- **WORK TO COMPLETE**
Could each record be written out again exactly as it stands?

- **PROVIDED RECORDS**
- Opening Delimiter -
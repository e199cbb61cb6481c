use std::io::{self, BufRead};
use std::path::PathBuf;
use std::process;
use std::str::FromStr;

use clap::Clap;

use sheet_wrap::config::{self, WrapConfig};
use sheet_wrap::input::{Key, KeyState};
use sheet_wrap::logger;
use sheet_wrap::raycast::FaceSide;
use sheet_wrap::sheet::WrapSheet;
use sheet_wrap::solid::{IntersectionMode, TargetSolid};
use sheet_wrap::viewer::{FrameSink, KeyOutcome, Viewer};

/// Scene variant to start from.
#[derive(Debug, Clone, Copy, PartialEq, Eq)]
enum Preset {
    Sphere,
    Cylinder,
}

impl FromStr for Preset {
    type Err = String;

    fn from_str(s: &str) -> Result<Self, Self::Err> {
        match s.to_ascii_lowercase().as_str() {
            "sphere" => Ok(Preset::Sphere),
            "cylinder" => Ok(Preset::Cylinder),
            _ => Err(format!("Unknown preset {}, use sphere or cylinder", s)),
        }
    }
}

#[derive(Debug, Clone, Copy, PartialEq, Eq)]
struct IntersectionArg(IntersectionMode);

impl FromStr for IntersectionArg {
    type Err = String;

    fn from_str(s: &str) -> Result<Self, Self::Err> {
        match s.to_ascii_lowercase().as_str() {
            "analytic" => Ok(IntersectionArg(IntersectionMode::Analytic)),
            "tessellated" => Ok(IntersectionArg(IntersectionMode::Tessellated)),
            _ => Err(format!(
                "Unknown intersection mode {}, use analytic or tessellated",
                s
            )),
        }
    }
}

/// Wraps a subdivided sheet onto a sphere or a cylinder.
///
/// Keys are read from standard input, one per line: up, down, left, right
/// and enter. Type q to quit.
#[derive(Debug, Clap)]
struct Options {
    /// Scene variant: sphere or cylinder.
    #[clap(long, default_value = "sphere")]
    preset: Preset,
    /// RON file with a complete scene config. Overrides the preset.
    #[clap(long, parse(from_os_str))]
    config: Option<PathBuf>,
    /// How rays are intersected with the solid: analytic or tessellated.
    #[clap(long)]
    intersection: Option<IntersectionArg>,
    /// Count hits on back faces too.
    #[clap(long)]
    double_sided: bool,
    /// Print the resulting config as RON and exit.
    #[clap(long)]
    print_config: bool,
}

/// Reports every presented frame to the log.
struct LogFrameSink {
    frame: u64,
}

impl FrameSink for LogFrameSink {
    fn present(&mut self, solid: &TargetSolid, sheet: &WrapSheet) {
        self.frame += 1;

        let (min_depth, max_depth) = sheet
            .vertices()
            .iter()
            .fold((f32::INFINITY, f32::NEG_INFINITY), |(min, max), v| {
                (min.min(v.z), max.max(v.z))
            });
        let pose = sheet.pose();

        log::info!(
            "Frame {}: {} at {}, sheet rotation {:?}, translation {:?}, depth {:.3}..{:.3}",
            self.frame,
            solid.shape().name(),
            solid.position(),
            pose.rotation().as_slice(),
            pose.translation().as_slice(),
            min_depth,
            max_depth,
        );
    }
}

fn load_config(options: &Options) -> Result<WrapConfig, config::ConfigError> {
    let mut wrap_config = match &options.config {
        Some(path) => config::open(path)?,
        None => match options.preset {
            Preset::Sphere => WrapConfig::sphere(),
            Preset::Cylinder => WrapConfig::cylinder(),
        },
    };

    if let Some(IntersectionArg(mode)) = options.intersection {
        wrap_config.solid.intersection_mode = mode;
    }
    if options.double_sided {
        wrap_config.solid.side = FaceSide::Double;
    }

    Ok(wrap_config)
}

fn main() {
    let options = Options::parse();

    if let Err(err) = logger::init() {
        eprintln!("Failed to initialize logger: {}", err);
    }

    let wrap_config = match load_config(&options) {
        Ok(wrap_config) => wrap_config,
        Err(err) => {
            log::error!("{}", err);
            process::exit(1);
        }
    };

    if options.print_config {
        match config::to_ron_string(&wrap_config) {
            Ok(contents) => println!("{}", contents),
            Err(err) => {
                log::error!("{}", err);
                process::exit(1);
            }
        }
        return;
    }

    log::info!(
        "Starting {} scene with {} intersection",
        wrap_config.solid.shape.name(),
        match wrap_config.solid.intersection_mode {
            IntersectionMode::Analytic => "analytic",
            IntersectionMode::Tessellated => "tessellated",
        },
    );

    let mut viewer = Viewer::from_config(&wrap_config, LogFrameSink { frame: 0 });
    if let Err(err) = viewer.start() {
        log::error!("{}", err);
        process::exit(1);
    }

    let stdin = io::stdin();
    for line in stdin.lock().lines() {
        let line = match line {
            Ok(line) => line,
            Err(err) => {
                log::error!("Failed to read input: {}", err);
                break;
            }
        };
        let trimmed = line.trim();

        if trimmed.is_empty() {
            continue;
        }
        if trimmed == "q" || trimmed == "quit" {
            break;
        }

        let key = match trimmed.parse::<Key>() {
            Ok(key) => key,
            Err(err) => {
                log::warn!("{}", err);
                continue;
            }
        };

        match viewer.handle_key(key, KeyState::Pressed) {
            Ok(KeyOutcome::Wrapped(report)) => log::debug!(
                "Wrap finished: {} vertices hit, {} missed",
                report.hit_vertices,
                report.missed_vertices,
            ),
            Ok(_) => {}
            Err(err) => log::warn!("Key {} had no effect: {}", key, err),
        }
    }
}
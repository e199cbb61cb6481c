use std::convert::TryInto;
use std::fmt::Debug;

/// Convert `n` to `u32` using `TryFrom` or panic.
///
/// # Panics
/// Panics if the conversion returns an error.
pub fn cast_u32<T>(n: T) -> u32
where
    T: TryInto<u32>,
    <T as TryInto<u32>>::Error: Debug,
{
    n.try_into().expect("Expected N to fit in u32")
}

/// Convert `n` to `usize` using `TryFrom` or panic.
///
/// # Panics
/// Panics if the conversion returns an error.
pub fn cast_usize<T>(n: T) -> usize
where
    T: TryInto<usize>,
    <T as TryInto<usize>>::Error: Debug,
{
    n.try_into().expect("Expected N to fit in usize")
}
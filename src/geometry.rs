use nalgebra::{Point3, Vector3};

/// Computes the normal of a triangle from its vertices.
///
/// The winding is counter-clockwise: the normal points towards the viewer for
/// whom the vertices appear in CCW order.
///
/// # Panics
/// Panics if the triangle is degenerate (its vertices are collinear).
pub fn compute_triangle_normal(
    p1: &Point3<f32>,
    p2: &Point3<f32>,
    p3: &Point3<f32>,
) -> Vector3<f32> {
    let u = p2 - p1;
    let v = p3 - p1;
    let normal = u.cross(&v);

    assert!(
        normal != Vector3::zeros(),
        "Can't compute a normal of a degenerate triangle"
    );

    normal.normalize()
}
- Closing Delimiter -
- **SOLUTION FOR THIS EXERCISE**
repository e199cbb61cb6481c
use std::io::{self, BufRead};
use std::path::PathBuf;
use std::process;
use std::str::FromStr;

use clap::Clap;

use sheet_wrap::config::{self, WrapConfig};
use sheet_wrap::input::{Key, KeyState};
use sheet_wrap::logger;
use sheet_wrap::raycast::FaceSide;
use sheet_wrap::sheet::WrapSheet;
use sheet_wrap::solid::{IntersectionMode, TargetSolid};
use sheet_wrap::viewer::{FrameSink, KeyOutcome, Viewer};

/// Scene variant to start from.
#[derive(Debug, Clone, Copy, PartialEq, Eq)]
enum Preset {
    Sphere,
    Cylinder,
}

impl FromStr for Preset {
    type Err = String;

    fn from_str(s: &str) -> Result<Self, Self::Err> {
        match s.to_ascii_lowercase().as_str() {
            "sphere" => Ok(Preset::Sphere),
            "cylinder" => Ok(Preset::Cylinder),
            _ => Err(format!("Unknown preset {}, use sphere or cylinder", s)),
        }
    }
}

#[derive(Debug, Clone, Copy, PartialEq, Eq)]
struct IntersectionArg(IntersectionMode);

impl FromStr for IntersectionArg {
    type Err = String;

    fn from_str(s: &str) -> Result<Self, Self::Err> {
        match s.to_ascii_lowercase().as_str() {
            "analytic" => Ok(IntersectionArg(IntersectionMode::Analytic)),
            "tessellated" => Ok(IntersectionArg(IntersectionMode::Tessellated)),
            _ => Err(format!(
                "Unknown intersection mode {}, use analytic or tessellated",
                s
            )),
        }
    }
}

/// Wraps a subdivided sheet onto a sphere or a cylinder.
///
/// Keys are read from standard input, one per line: up, down, left, right
/// and enter. Type q to quit.
#[derive(Debug, Clap)]
struct Options {
    /// Scene variant: sphere or cylinder.
    #[clap(long, default_value = "sphere")]
    preset: Preset,
    /// RON file with a complete scene config. Overrides the preset.
    #[clap(long, parse(from_os_str))]
    config: Option<PathBuf>,
    /// How rays are intersected with the solid: analytic or tessellated.
    #[clap(long)]
    intersection: Option<IntersectionArg>,
    /// Count hits on back faces too.
    #[clap(long)]
    double_sided: bool,
    /// Print the resulting config as RON and exit.
    #[clap(long)]
    print_config: bool,
}

/// Reports every presented frame to the log.
struct LogFrameSink {
    frame: u64,
}

impl FrameSink for LogFrameSink {
    fn present(&mut self, solid: &TargetSolid, sheet: &WrapSheet) {
        self.frame += 1;

        let (min_depth, max_depth) = sheet
            .vertices()
            .iter()
            .fold((f32::INFINITY, f32::NEG_INFINITY), |(min, max), v| {
                (min.min(v.z), max.max(v.z))
            });
        let pose = sheet.pose();

        log::info!(
            "Frame {}: {} at {}, sheet rotation {:?}, translation {:?}, depth {:.3}..{:.3}",
            self.frame,
            solid.shape().name(),
            solid.position(),
            pose.rotation().as_slice(),
            pose.translation().as_slice(),
            min_depth,
            max_depth,
        );
    }
}

fn load_config(options: &Options) -> Result<WrapConfig, config::ConfigError> {
    let mut wrap_config = match &options.config {
        Some(path) => config::open(path)?,
        None => match options.preset {
            Preset::Sphere => WrapConfig::sphere(),
            Preset::Cylinder => WrapConfig::cylinder(),
        },
    };

    if let Some(IntersectionArg(mode)) = options.intersection {
        wrap_config.solid.intersection_mode = mode;
    }
    if options.double_sided {
        wrap_config.solid.side = FaceSide::Double;
    }

    Ok(wrap_config)
}

fn main() {
    let options = Options::parse();

    if let Err(err) = logger::init() {
        eprintln!("Failed to initialize logger: {}", err);
    }

    let wrap_config = match load_config(&options) {
        Ok(wrap_config) => wrap_config,
        Err(err) => {
            log::error!("{}", err);
            process::exit(1);
        }
    };

    if options.print_config {
        match config::to_ron_string(&wrap_config) {
            Ok(contents) => println!("{}", contents),
            Err(err) => {
                log::error!("{}", err);
                process::exit(1);
            }
        }
        return;
    }

    log::info!(
        "Starting {} scene with {} intersection",
        wrap_config.solid.shape.name(),
        match wrap_config.solid.intersection_mode {
            IntersectionMode::Analytic => "analytic",
            IntersectionMode::Tessellated => "tessellated",
        },
    );

    let mut viewer = Viewer::from_config(&wrap_config, LogFrameSink { frame: 0 });
    if let Err(err) = viewer.start() {
        log::error!("{}", err);
        process::exit(1);
    }

    let stdin = io::stdin();
    for line in stdin.lock().lines() {
        let line = match line {
            Ok(line) => line,
            Err(err) => {
                log::error!("Failed to read input: {}", err);
                break;
            }
        };
        let trimmed = line.trim();

        if trimmed.is_empty() {
            continue;
        }
        if trimmed == "q" || trimmed == "quit" {
            break;
        }

        let key = match trimmed.parse::<Key>() {
            Ok(key) => key,
            Err(err) => {
                log::warn!("{}", err);
                continue;
            }
        };

        match viewer.handle_key(key, KeyState::Pressed) {
            Ok(KeyOutcome::Wrapped(report)) => log::debug!(
                "Wrap finished: {} vertices hit, {} missed",
                report.hit_vertices,
                report.missed_vertices,
            ),
            Ok(_) => {}
            Err(err) => log::warn!("Key {} had no effect: {}", key, err),
        }
    }
}
repository e199cbb61cb6481c
use std::convert::TryInto;
use std::fmt::Debug;

/// Convert `n` to `u32` using `TryFrom` or panic.
///
/// # Panics
/// Panics if the conversion returns an error.
pub fn cast_u32<T>(n: T) -> u32
where
    T: TryInto<u32>,
    <T as TryInto<u32>>::Error: Debug,
{
    n.try_into().expect("Expected N to fit in u32")
}

/// Convert `n` to `usize` using `TryFrom` or panic.
///
/// # Panics
/// Panics if the conversion returns an error.
pub fn cast_usize<T>(n: T) -> usize
where
    T: TryInto<usize>,
    <T as TryInto<usize>>::Error: Debug,
{
    n.try_into().expect("Expected N to fit in usize")
}
filename src/geometry.rs
use nalgebra::{Point3, Vector3};

/// Computes the normal of a triangle from its vertices.
///
/// The winding is counter-clockwise: the normal points towards the viewer for
/// whom the vertices appear in CCW order.
///
/// # Panics
/// Panics if the triangle is degenerate (its vertices are collinear).
pub fn compute_triangle_normal(
    p1: &Point3<f32>,
    p2: &Point3<f32>,
    p3: &Point3<f32>,
) -> Vector3<f32> {
    let u = p2 - p1;
    let v = p3 - p1;
    let normal = u.cross(&v);

    assert!(
        normal != Vector3::zeros(),
        "Can't compute a normal of a degenerate triangle"
    );

    normal.normalize()
}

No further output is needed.